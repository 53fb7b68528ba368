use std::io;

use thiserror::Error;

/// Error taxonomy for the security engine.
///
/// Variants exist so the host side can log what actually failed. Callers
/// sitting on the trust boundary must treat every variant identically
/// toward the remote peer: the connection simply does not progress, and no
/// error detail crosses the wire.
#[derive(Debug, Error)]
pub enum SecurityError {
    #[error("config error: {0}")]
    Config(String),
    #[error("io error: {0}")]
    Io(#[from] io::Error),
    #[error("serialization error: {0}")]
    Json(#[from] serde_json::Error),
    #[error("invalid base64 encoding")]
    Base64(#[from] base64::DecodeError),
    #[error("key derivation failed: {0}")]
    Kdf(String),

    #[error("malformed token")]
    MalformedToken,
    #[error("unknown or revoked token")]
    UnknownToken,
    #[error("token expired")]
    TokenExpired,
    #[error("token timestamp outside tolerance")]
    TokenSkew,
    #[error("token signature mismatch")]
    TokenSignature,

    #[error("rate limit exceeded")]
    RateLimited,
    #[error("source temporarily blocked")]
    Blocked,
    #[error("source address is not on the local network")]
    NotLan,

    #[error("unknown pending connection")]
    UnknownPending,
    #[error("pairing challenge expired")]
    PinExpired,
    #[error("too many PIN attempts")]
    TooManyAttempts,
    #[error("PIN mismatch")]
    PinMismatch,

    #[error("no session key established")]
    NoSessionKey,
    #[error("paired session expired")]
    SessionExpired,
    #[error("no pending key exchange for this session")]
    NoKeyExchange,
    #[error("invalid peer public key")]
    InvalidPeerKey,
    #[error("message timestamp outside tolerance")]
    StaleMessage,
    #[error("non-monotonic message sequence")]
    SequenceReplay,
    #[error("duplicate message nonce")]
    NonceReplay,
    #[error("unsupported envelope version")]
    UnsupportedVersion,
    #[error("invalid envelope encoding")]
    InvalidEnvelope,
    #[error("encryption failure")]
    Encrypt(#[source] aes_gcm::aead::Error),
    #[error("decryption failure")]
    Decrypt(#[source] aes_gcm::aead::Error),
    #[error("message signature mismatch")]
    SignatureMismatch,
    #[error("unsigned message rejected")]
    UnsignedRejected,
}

• Exercise description: From the entries, count the lines that hold the string "encoding". Nothing but the number is needed.

• Task answer: 2